M&As in ICT, technology and energy to continue in 2018

Dunya Executive - - BUSINESS BY LAW - DR. UMUT KOLCUOGLU, MANAGING PARTNER KOLCUOGLU DEMIRKAN KOCAKLI ATTORNEYS AT LAW ukolcuoglu@kolcuoglu.av.tr

Due to political and economic uncertainties, 2016 was a turbulent year for the Turkish M&A market. Local and global political developments, worldwide fluctuations in exchange rates and other economic dynamics affecting the Turkish market led to both local and foreign investors taking a cautious approach in their investment plans. Accordingly, in 2016, the total volume of investments reached an all-time low compared to the last seven years. However, following the Turkish constitutional referendum in April 2017, the Turkish M&A market recovered, generating 298 deals in 2017 with a total transaction value of approximately $10.3 billion, marking a 41 percent increase over the previous year.

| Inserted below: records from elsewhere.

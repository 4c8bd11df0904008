//! TimeSeries data structure for representing a single traffic series.

use crate::error::{ForecastError, Result};
use chrono::{DateTime, Duration, Utc};
use serde::Deserialize;
use std::collections::HashMap;

/// Policy for handling missing values (NaN/Inf).
#[derive(Debug, Clone, Copy, PartialEq, Default, Deserialize)]
#[serde(rename_all = "snake_case")]
pub enum MissingValuePolicy {
    /// Drop observations with missing values.
    Drop,
    /// Fill with a specific value.
    Fill(f64),
    /// Forward fill (use previous valid value).
    ForwardFill,
    /// Return error if missing values found.
    #[default]
    Error,
}

/// A univariate time series with strictly increasing timestamps.
#[derive(Debug, Clone, PartialEq)]
pub struct TimeSeries {
    timestamps: Vec<DateTime<Utc>>,
    values: Vec<f64>,
}

impl TimeSeries {
    /// Create a series from already ordered observations.
    ///
    /// Fails if the lengths differ or the timestamps are not strictly
    /// increasing.
    pub fn new(timestamps: Vec<DateTime<Utc>>, values: Vec<f64>) -> Result<Self> {
        if timestamps.len() != values.len() {
            return Err(ForecastError::MalformedSeries(format!(
                "{} timestamps but {} values",
                timestamps.len(),
                values.len()
            )));
        }

        for i in 1..timestamps.len() {
            if timestamps[i] <= timestamps[i - 1] {
                return Err(ForecastError::TimestampError(
                    "timestamps must be strictly increasing".to_string(),
                ));
            }
        }

        Ok(Self { timestamps, values })
    }

    /// Build a series from observations in arbitrary order.
    ///
    /// Observations are sorted by timestamp. When a timestamp occurs more
    /// than once the observation that came last in the input wins.
    /// Returns the series and the number of duplicates discarded.
    pub fn from_unordered(observations: Vec<(DateTime<Utc>, f64)>) -> (Self, usize) {
        let total = observations.len();
        let mut latest: HashMap<DateTime<Utc>, f64> = HashMap::with_capacity(total);
        for (ts, value) in observations {
            latest.insert(ts, value);
        }

        let mut pairs: Vec<(DateTime<Utc>, f64)> = latest.into_iter().collect();
        pairs.sort_by_key(|(ts, _)| *ts);
        let duplicates = total - pairs.len();

        let (timestamps, values) = pairs.into_iter().unzip();
        (Self { timestamps, values }, duplicates)
    }

    /// Get the number of observations.
    pub fn len(&self) -> usize {
        self.timestamps.len()
    }

    /// Check if the series is empty.
    pub fn is_empty(&self) -> bool {
        self.timestamps.is_empty()
    }

    /// Get timestamps.
    pub fn timestamps(&self) -> &[DateTime<Utc>] {
        &self.timestamps
    }

    /// Get values.
    pub fn values(&self) -> &[f64] {
        &self.values
    }

    /// Timestamp of the most recent observation.
    pub fn last_timestamp(&self) -> Option<DateTime<Utc>> {
        self.timestamps.last().copied()
    }

    /// Iterate over `(timestamp, value)` pairs in order.
    pub fn iter(&self) -> impl Iterator<Item = (DateTime<Utc>, f64)> + '_ {
        self.timestamps
            .iter()
            .copied()
            .zip(self.values.iter().copied())
    }

    /// The first `n` values, or all of them if the series is shorter.
    pub fn head(&self, n: usize) -> &[f64] {
        &self.values[..n.min(self.values.len())]
    }

    /// The last `n` values, or all of them if the series is shorter.
    pub fn tail(&self, n: usize) -> &[f64] {
        let start = self.values.len().saturating_sub(n);
        &self.values[start..]
    }

    /// Check if series has missing values (NaN or Inf).
    pub fn has_missing_values(&self) -> bool {
        self.values.iter().any(|v| !v.is_finite())
    }

    /// Return a sanitized copy with missing values handled.
    pub fn sanitized(&self, policy: MissingValuePolicy) -> Result<TimeSeries> {
        match policy {
            MissingValuePolicy::Error => {
                if self.has_missing_values() {
                    return Err(ForecastError::MissingValues);
                }
                Ok(self.clone())
            }
            MissingValuePolicy::Drop => {
                let (timestamps, values) = self.iter().filter(|(_, v)| v.is_finite()).unzip();
                Ok(TimeSeries { timestamps, values })
            }
            MissingValuePolicy::Fill(fill_value) => {
                let values = self
                    .values
                    .iter()
                    .map(|&v| if v.is_finite() { v } else { fill_value })
                    .collect();
                Ok(TimeSeries {
                    timestamps: self.timestamps.clone(),
                    values,
                })
            }
            MissingValuePolicy::ForwardFill => {
                let mut values = Vec::with_capacity(self.values.len());
                let mut last_valid = None;
                for &v in &self.values {
                    if v.is_finite() {
                        last_valid = Some(v);
                        values.push(v);
                    } else {
                        values.push(last_valid.unwrap_or(v));
                    }
                }

                let filled = TimeSeries {
                    timestamps: self.timestamps.clone(),
                    values,
                };
                // Leading gaps have nothing to carry forward.
                if filled.has_missing_values() {
                    return Err(ForecastError::MissingValues);
                }
                Ok(filled)
            }
        }
    }

    /// Infer the modal spacing between consecutive timestamps.
    ///
    /// `tolerance` is the minimum share of gaps that must agree with the
    /// modal spacing.
    pub fn infer_frequency(&self, tolerance: f64) -> Result<Duration> {
        if self.len() < 2 {
            return Err(ForecastError::InsufficientData {
                needed: 2,
                got: self.len(),
            });
        }

        let mut counts: HashMap<i64, usize> = HashMap::new();
        for w in self.timestamps.windows(2) {
            *counts.entry((w[1] - w[0]).num_seconds()).or_insert(0) += 1;
        }

        let (modal_diff, modal_count) = counts
            .iter()
            .max_by_key(|(&diff, &count)| (count, std::cmp::Reverse(diff)))
            .map(|(&diff, &count)| (diff, count))
            .ok_or_else(|| ForecastError::TimestampError("empty spacing data".to_string()))?;

        let total_count = self.len() - 1;
        let modal_ratio = modal_count as f64 / total_count as f64;

        if modal_ratio < tolerance {
            return Err(ForecastError::TimestampError(
                "no unique modal spacing found".to_string(),
            ));
        }

        Ok(Duration::seconds(modal_diff))
    }
}

#[cfg(test)]
mod tests {
    use super::*;
    use chrono::TimeZone;

    fn days(n: usize) -> Vec<DateTime<Utc>> {
        let base = Utc.with_ymd_and_hms(2024, 1, 1, 0, 0, 0).unwrap();
        (0..n).map(|i| base + Duration::days(i as i64)).collect()
    }

    #[test]
    fn new_rejects_non_increasing_timestamps() {
        let mut ts = days(3);
        ts.swap(1, 2);
        assert!(matches!(
            TimeSeries::new(ts, vec![1.0, 2.0, 3.0]),
            Err(ForecastError::TimestampError(_))
        ));

        let mut ts = days(3);
        ts[2] = ts[1];
        assert!(TimeSeries::new(ts, vec![1.0, 2.0, 3.0]).is_err());
    }

    #[test]
    fn new_rejects_length_mismatch() {
        assert!(matches!(
            TimeSeries::new(days(3), vec![1.0, 2.0]),
            Err(ForecastError::MalformedSeries(_))
        ));
    }

    #[test]
    fn from_unordered_sorts_and_keeps_last_duplicate() {
        let ts = days(3);
        let observations = vec![
            (ts[2], 30.0),
            (ts[0], 10.0),
            (ts[1], 20.0),
            (ts[0], 11.0),
        ];

        let (series, duplicates) = TimeSeries::from_unordered(observations);
        assert_eq!(duplicates, 1);
        assert_eq!(series.timestamps(), &ts[..]);
        assert_eq!(series.values(), &[11.0, 20.0, 30.0]);
    }

    #[test]
    fn head_and_tail_shrink_to_available() {
        let series = TimeSeries::new(days(5), vec![1.0, 2.0, 3.0, 4.0, 5.0]).unwrap();
        assert_eq!(series.head(2), &[1.0, 2.0]);
        assert_eq!(series.tail(2), &[4.0, 5.0]);
        assert_eq!(series.head(14).len(), 5);
        assert_eq!(series.tail(14).len(), 5);
    }

    #[test]
    fn sanitized_policies() {
        let series = TimeSeries::new(days(4), vec![1.0, f64::NAN, 3.0, f64::NAN]).unwrap();
        assert!(series.has_missing_values());

        assert_eq!(
            series.sanitized(MissingValuePolicy::Error),
            Err(ForecastError::MissingValues)
        );

        let dropped = series.sanitized(MissingValuePolicy::Drop).unwrap();
        assert_eq!(dropped.values(), &[1.0, 3.0]);
        assert_eq!(dropped.len(), 2);

        let filled = series.sanitized(MissingValuePolicy::Fill(0.0)).unwrap();
        assert_eq!(filled.values(), &[1.0, 0.0, 3.0, 0.0]);

        let ffilled = series.sanitized(MissingValuePolicy::ForwardFill).unwrap();
        assert_eq!(ffilled.values(), &[1.0, 1.0, 3.0, 3.0]);
    }

    #[test]
    fn forward_fill_fails_on_leading_gap() {
        let series = TimeSeries::new(days(3), vec![f64::NAN, 2.0, 3.0]).unwrap();
        assert_eq!(
            series.sanitized(MissingValuePolicy::ForwardFill),
            Err(ForecastError::MissingValues)
        );
    }

    #[test]
    fn infer_frequency_daily() {
        let mut ts = days(10);
        ts.remove(4);
        let series = TimeSeries::new(ts, vec![1.0; 9]).unwrap();
        assert_eq!(series.infer_frequency(0.5).unwrap(), Duration::days(1));
    }

    #[test]
    fn infer_frequency_needs_two_points() {
        let series = TimeSeries::new(days(1), vec![1.0]).unwrap();
        assert!(matches!(
            series.infer_frequency(0.5),
            Err(ForecastError::InsufficientData { needed: 2, got: 1 })
        ));
    }
}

In 2017, private equity funds actively continued their investments in Turkey. Investments made by venture capitalists and angel investors contributed significantly to 2017’s record number of deals. However, the 41 percent increase in the transaction value was largely due to a few high-volume transactions by foreign investors.

2017 n numbers

In January, independent audit and consultancy firms, including Deloitte and Ernst & Young, published their annual M&A reports setting out their analyses of the 2017 Turkish market. At the same time, the Turkish Competition Authority published a report on the merger and acquisition transactions submitted to the Turkish Competition Authority in

2017. While there are slight differences between these reports, the overview of the

2017 Turkish M&A market at a glance is as follows:

According to Deloitte’s report, the total (estimated) value of the 298 deals closed in 2017 was around $10.3 billion.

Only 26 transactions had a deal value over

$100 million, leaving 91 percent of the total below that figure. This indicates that investments in small and medium-sized enterprises were preferred in 2017, like previous years.

Turkish investors accounted for 228 transactions, or 77 percent, while the remaining 70, or 23 percent, were by foreign investors. By comparison, the number of transactions involving foreign investors was 93 in 2016. But the drop masks a more promising number: the total dollar value of transactions by foreign investors increased by 45 percent in 2017 and reached approximately of $5.5 billion, together with estimates of undisclosed transaction values.

In terms of deal value, Dutch, Spanish, Australian, South Korean and Brazilian investors ranked at the top among foreign investors. In terms of deal number, the leaders were American, French, Japanese, English and German investors, as well as investors from the United Arab Emirates.

Total deal value of investments made by private equity funds significantly increased in 2017, reaching $1.2 billion compared to $331 million in 2016, based on Ernst & Young ’s report.

The highest value deal in 2017 was the acquisition of OMV Petrol Ofisi by Vitol, the leading energy and commodities company, at $1.4 billion. According to Deloitte’s annual report, this transaction alone constituted 14 percent of the total value of transactions closed in 2017. Transfer of operation rights of Menzelet and Kilavuzlu Hydroelectric Power Plants to Entek Elektrik was the largest privatization deal, with a deal value of $375 million.

Similar to 2016, information and mobile services, technology and energy were the leading sectors both in terms of deal value and deal number in 2017. The energy sector dominated the market with 30 transactions, the value of which constituted 28 percent of the total. Additionally, the manufacturing, electronic commerce, food and beverages, health, real estate and finance sectors were among the markets that attracted the most investments in 2017.

In 2018, political, economic and social uncertainties may again emerge in Turkey and these uncertainties have the potential to affect the Turkish M&A market. However, this should not indicate a negative prospective of the future of Turkish M&A as the Turkish market has faced similar challenges before and has remained an attractive destination both for local and foreign investors. Despite the fluctuation in exchange rates, political uncertainties and successive extensions of the state of emergency, and in light of the mild recovery in 2017, both local and foreign investors will still take into consideration the potential Turkey has to offer and continue their investments in 2018, especially in the information and mobile services, technology and energy sectors.